For the records that follow, please set down exactly the lines between the one holding "filename src/controller/sonicwall.rs" and the one holding "in the table", inclusive, and only those.

START Extracted information

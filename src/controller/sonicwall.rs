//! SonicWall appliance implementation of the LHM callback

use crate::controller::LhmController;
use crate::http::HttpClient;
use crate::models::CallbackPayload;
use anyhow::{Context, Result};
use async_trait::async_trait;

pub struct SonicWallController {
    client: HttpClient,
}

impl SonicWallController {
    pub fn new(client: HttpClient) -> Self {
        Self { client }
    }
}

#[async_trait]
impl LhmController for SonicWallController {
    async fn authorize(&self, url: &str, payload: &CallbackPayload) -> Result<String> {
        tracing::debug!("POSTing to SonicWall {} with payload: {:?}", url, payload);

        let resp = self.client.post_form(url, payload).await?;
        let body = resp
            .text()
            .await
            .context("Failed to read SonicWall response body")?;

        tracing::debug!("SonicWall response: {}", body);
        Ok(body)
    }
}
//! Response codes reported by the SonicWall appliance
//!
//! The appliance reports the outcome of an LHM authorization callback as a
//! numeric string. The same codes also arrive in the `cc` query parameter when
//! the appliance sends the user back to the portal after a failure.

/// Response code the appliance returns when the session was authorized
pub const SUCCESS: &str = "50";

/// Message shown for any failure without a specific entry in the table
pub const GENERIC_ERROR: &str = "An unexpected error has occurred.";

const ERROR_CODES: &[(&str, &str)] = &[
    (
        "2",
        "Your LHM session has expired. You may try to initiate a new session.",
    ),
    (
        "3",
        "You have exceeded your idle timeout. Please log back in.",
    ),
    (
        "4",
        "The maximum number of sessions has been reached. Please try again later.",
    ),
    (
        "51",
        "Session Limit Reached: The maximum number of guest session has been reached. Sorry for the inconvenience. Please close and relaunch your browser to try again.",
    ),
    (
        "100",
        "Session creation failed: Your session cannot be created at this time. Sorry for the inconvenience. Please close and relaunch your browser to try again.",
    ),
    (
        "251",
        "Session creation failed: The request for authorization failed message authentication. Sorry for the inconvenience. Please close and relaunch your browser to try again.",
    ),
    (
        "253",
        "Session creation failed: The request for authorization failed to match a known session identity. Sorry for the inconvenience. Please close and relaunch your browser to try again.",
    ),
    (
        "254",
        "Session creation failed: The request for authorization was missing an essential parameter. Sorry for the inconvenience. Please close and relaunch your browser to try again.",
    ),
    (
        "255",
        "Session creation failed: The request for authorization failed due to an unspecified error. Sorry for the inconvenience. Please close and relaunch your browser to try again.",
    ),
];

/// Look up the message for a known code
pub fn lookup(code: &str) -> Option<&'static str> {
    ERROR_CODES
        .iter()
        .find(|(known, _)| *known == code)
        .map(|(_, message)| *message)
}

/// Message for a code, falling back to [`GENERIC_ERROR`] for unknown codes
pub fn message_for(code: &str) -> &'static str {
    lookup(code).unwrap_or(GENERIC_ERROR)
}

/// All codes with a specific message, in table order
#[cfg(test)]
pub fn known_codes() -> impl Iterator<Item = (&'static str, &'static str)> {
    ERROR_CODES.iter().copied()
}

END Extracted information
START Extracted information

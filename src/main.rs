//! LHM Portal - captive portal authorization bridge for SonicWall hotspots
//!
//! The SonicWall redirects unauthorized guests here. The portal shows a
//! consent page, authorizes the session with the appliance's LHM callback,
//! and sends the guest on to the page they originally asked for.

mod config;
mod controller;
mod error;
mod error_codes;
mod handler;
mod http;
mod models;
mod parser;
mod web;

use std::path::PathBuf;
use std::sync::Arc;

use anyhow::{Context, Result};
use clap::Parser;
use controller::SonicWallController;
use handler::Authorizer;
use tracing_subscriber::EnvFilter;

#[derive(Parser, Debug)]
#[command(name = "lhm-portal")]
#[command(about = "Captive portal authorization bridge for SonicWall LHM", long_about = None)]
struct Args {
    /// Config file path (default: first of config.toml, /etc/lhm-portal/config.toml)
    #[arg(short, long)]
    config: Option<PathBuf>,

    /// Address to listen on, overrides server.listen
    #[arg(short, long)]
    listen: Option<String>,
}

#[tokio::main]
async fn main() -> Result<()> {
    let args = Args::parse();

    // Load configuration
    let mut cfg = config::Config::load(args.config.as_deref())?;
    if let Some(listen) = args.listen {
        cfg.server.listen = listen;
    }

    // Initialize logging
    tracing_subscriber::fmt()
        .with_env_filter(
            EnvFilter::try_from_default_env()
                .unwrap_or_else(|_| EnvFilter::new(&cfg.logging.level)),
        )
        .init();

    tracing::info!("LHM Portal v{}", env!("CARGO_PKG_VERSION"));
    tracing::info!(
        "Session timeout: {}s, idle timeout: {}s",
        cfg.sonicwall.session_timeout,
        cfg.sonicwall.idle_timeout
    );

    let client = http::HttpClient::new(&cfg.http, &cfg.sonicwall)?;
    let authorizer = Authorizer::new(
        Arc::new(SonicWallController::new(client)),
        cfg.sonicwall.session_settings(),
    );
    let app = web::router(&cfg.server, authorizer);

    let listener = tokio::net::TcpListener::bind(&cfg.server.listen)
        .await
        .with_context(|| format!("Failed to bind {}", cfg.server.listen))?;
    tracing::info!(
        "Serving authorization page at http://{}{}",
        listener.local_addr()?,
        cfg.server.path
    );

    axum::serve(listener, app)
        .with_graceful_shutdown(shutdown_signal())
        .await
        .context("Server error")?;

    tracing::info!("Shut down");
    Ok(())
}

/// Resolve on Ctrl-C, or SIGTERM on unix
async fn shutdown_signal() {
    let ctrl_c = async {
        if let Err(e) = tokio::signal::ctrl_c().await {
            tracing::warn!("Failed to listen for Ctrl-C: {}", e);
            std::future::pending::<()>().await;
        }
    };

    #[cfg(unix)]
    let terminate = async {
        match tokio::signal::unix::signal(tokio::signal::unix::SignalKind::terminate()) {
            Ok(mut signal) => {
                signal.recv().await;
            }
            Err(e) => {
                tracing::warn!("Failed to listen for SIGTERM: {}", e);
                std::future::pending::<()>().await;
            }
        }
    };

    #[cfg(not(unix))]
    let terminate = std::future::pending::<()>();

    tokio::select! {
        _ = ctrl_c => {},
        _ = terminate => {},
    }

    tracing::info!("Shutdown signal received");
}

END Extracted information
START Extracted information

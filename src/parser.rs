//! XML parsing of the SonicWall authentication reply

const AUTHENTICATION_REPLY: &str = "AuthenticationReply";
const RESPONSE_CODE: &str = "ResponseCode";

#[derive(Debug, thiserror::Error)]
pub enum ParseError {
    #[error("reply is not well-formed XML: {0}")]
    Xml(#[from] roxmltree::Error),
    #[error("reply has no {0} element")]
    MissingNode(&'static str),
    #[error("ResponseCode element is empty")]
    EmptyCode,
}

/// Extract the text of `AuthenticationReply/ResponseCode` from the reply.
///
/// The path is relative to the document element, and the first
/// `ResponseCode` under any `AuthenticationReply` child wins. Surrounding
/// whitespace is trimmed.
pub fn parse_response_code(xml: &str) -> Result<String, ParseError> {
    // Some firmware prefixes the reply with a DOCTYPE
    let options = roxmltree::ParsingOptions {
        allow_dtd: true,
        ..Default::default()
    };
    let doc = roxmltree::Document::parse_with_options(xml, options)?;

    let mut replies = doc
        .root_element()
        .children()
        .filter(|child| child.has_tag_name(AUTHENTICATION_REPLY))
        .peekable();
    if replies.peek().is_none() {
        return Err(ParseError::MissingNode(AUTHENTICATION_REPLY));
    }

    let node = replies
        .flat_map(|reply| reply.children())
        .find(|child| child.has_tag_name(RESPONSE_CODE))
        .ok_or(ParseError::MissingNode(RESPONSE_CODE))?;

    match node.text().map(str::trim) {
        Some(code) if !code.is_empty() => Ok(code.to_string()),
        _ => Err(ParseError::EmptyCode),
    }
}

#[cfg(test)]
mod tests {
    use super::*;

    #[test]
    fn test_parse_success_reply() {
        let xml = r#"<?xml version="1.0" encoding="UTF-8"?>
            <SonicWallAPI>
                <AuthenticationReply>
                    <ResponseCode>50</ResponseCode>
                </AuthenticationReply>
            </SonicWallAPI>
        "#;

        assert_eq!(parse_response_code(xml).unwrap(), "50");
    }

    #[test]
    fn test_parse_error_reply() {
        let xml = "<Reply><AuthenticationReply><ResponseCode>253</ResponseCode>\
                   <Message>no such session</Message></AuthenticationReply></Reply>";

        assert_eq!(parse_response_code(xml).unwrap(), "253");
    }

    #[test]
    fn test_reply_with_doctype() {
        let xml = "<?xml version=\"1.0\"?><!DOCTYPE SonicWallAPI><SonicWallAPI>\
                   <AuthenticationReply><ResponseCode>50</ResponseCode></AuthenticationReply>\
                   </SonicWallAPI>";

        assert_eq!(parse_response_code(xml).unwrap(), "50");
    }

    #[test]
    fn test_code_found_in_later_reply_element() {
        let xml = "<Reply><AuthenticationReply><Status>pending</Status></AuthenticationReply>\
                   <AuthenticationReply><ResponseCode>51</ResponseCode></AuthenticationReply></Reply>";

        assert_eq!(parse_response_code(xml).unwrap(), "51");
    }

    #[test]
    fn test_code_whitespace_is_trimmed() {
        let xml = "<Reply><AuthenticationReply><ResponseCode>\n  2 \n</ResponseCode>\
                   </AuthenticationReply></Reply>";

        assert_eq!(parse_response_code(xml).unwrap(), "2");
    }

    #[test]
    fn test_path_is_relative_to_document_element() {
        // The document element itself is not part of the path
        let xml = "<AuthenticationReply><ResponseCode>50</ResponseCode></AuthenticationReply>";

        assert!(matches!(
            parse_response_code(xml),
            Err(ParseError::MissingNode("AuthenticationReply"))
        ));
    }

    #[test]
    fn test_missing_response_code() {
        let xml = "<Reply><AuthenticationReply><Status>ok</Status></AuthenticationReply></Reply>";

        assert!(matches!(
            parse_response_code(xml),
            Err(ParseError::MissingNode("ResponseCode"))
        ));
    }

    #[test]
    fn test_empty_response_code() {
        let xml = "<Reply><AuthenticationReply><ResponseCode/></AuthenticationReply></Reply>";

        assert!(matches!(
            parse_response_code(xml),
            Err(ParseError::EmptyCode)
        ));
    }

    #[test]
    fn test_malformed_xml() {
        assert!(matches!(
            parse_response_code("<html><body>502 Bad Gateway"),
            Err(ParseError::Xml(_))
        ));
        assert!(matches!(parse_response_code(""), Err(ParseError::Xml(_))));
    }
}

END Extracted information

**Response to the task:**
filename src/controller/sonicwall.rs
//! SonicWall appliance implementation of the LHM callback

use crate::controller::LhmController;
use crate::http::HttpClient;
use crate::models::CallbackPayload;
use anyhow::{Context, Result};
use async_trait::async_trait;

pub struct SonicWallController {
    client: HttpClient,
}

impl SonicWallController {
    pub fn new(client: HttpClient) -> Self {
        Self { client }
    }
}

#[async_trait]
impl LhmController for SonicWallController {
    async fn authorize(&self, url: &str, payload: &CallbackPayload) -> Result<String> {
        tracing::debug!("POSTing to SonicWall {} with payload: {:?}", url, payload);

        let resp = self.client.post_form(url, payload).await?;
        let body = resp
            .text()
            .await
            .context("Failed to read SonicWall response body")?;

        tracing::debug!("SonicWall response: {}", body);
        Ok(body)
    }
}
//! Response codes reported by the SonicWall appliance
//!
//! The appliance reports the outcome of an LHM authorization callback as a
//! numeric string. The same codes also arrive in the `cc` query parameter when
//! the appliance sends the user back to the portal after a failure.

/// Response code the appliance returns when the session was authorized
pub const SUCCESS: &str = "50";

/// Message shown for any failure without a specific entry in the table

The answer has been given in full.